__WHAT TO PRODUCE__.
Only the lines that contain the string "paths" belong in the answer; pull them from the records.

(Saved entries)
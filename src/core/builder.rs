//! 学习平台任务构建器：按配置统一创建三种任务的编排器与聊天端点
//!
//! CLI、测试与嵌入方共用同一套装配逻辑；测试可通过 [`LearningTasksBuilder::with_backends`]
//! 换成模拟协作方。

use std::sync::Arc;

use crate::api::{
    ApiClient, ChatBackend, CredentialSource, EnvToken, HttpChatBackend, HttpTaskEndpoint,
    TaskTrigger,
};
use crate::config::AppConfig;
use crate::core::{PollConfig, StatusFetcher, TaskError, TaskKind, TaskOrchestrator};
use crate::memory::ChatSession;

/// 装配完成的各功能组件
#[derive(Clone)]
pub struct LearningTasks {
    pub agent: TaskOrchestrator,
    pub questions: TaskOrchestrator,
    pub quiz: TaskOrchestrator,
    pub chat: Arc<dyn ChatBackend>,
    pub config: AppConfig,
}

impl LearningTasks {
    /// 使用默认凭证来源（`api.token_env` 环境变量）构建
    pub fn from_config(config: AppConfig) -> Result<Self, TaskError> {
        LearningTasksBuilder::new(config).build()
    }

    pub fn orchestrator(&self, kind: TaskKind) -> &TaskOrchestrator {
        match kind {
            TaskKind::Agent => &self.agent,
            TaskKind::QuestionGeneration => &self.questions,
            TaskKind::QuizAnalysis => &self.quiz,
        }
    }

    /// 新的空聊天会话（保留轮数取自 `[chat]`）
    pub fn chat_session(&self) -> ChatSession {
        ChatSession::new(self.config.chat.max_history_turns)
    }

    /// 重置全部任务会话，取消所有轮询
    pub async fn reset_all(&self) {
        self.agent.reset().await;
        self.questions.reset().await;
        self.quiz.reset().await;
    }
}

/// 触发端与查询端的一组实现
type Backends = (Arc<dyn TaskTrigger>, Arc<dyn StatusFetcher>);

/// LearningTasks 构建器
pub struct LearningTasksBuilder {
    config: AppConfig,
    credentials: Option<Arc<dyn CredentialSource>>,
    backends: Option<(Backends, Arc<dyn ChatBackend>)>,
}

impl LearningTasksBuilder {
    pub fn new(config: AppConfig) -> Self {
        Self {
            config,
            credentials: None,
            backends: None,
        }
    }

    /// 覆盖凭证来源（默认从 `api.token_env` 读取）
    pub fn with_credentials(mut self, credentials: Arc<dyn CredentialSource>) -> Self {
        self.credentials = Some(credentials);
        self
    }

    /// 所有任务类型共用给定的触发端与查询端，不再创建 HTTP 客户端
    pub fn with_backends(
        mut self,
        trigger: Arc<dyn TaskTrigger>,
        fetcher: Arc<dyn StatusFetcher>,
        chat: Arc<dyn ChatBackend>,
    ) -> Self {
        self.backends = Some(((trigger, fetcher), chat));
        self
    }

    pub fn build(self) -> Result<LearningTasks, TaskError> {
        let poll_config = PollConfig::try_from(&self.config.polling)?;

        let (agent, questions, quiz, chat) = match self.backends {
            Some(((trigger, fetcher), chat)) => {
                let make = |kind| {
                    TaskOrchestrator::new(kind, Arc::clone(&trigger), Arc::clone(&fetcher), poll_config)
                };
                (
                    make(TaskKind::Agent),
                    make(TaskKind::QuestionGeneration),
                    make(TaskKind::QuizAnalysis),
                    chat,
                )
            }
            None => {
                let api = &self.config.api;
                let credentials: Arc<dyn CredentialSource> = match self.credentials {
                    Some(c) => c,
                    None => Arc::new(EnvToken::new(api.token_env.clone())),
                };
                let client = ApiClient::new(&api.base_url, api.request_timeout_secs, credentials)
                    .map_err(|e| TaskError::InvalidInput(format!("cannot build API client: {e}")))?;
                tracing::info!(base_url = %client.base_url(), "Using learning platform API");

                let make = |kind| {
                    let endpoint = Arc::new(HttpTaskEndpoint::new(client.clone(), kind, &api.paths));
                    TaskOrchestrator::new(kind, endpoint.clone(), endpoint, poll_config)
                };
                let chat: Arc<dyn ChatBackend> =
                    Arc::new(HttpChatBackend::new(client.clone(), &api.paths));
                (
                    make(TaskKind::Agent),
                    make(TaskKind::QuestionGeneration),
                    make(TaskKind::QuizAnalysis),
                    chat,
                )
            }
        };

        Ok(LearningTasks {
            agent,
            questions,
            quiz,
            chat,
            config: self.config,
        })
    }
}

__RESPONSE__.
                    let endpoint = Arc::new(HttpTaskEndpoint::new(client.clone(), kind, &api.paths));
                    Arc::new(HttpChatBackend::new(client.clone(), &api.paths));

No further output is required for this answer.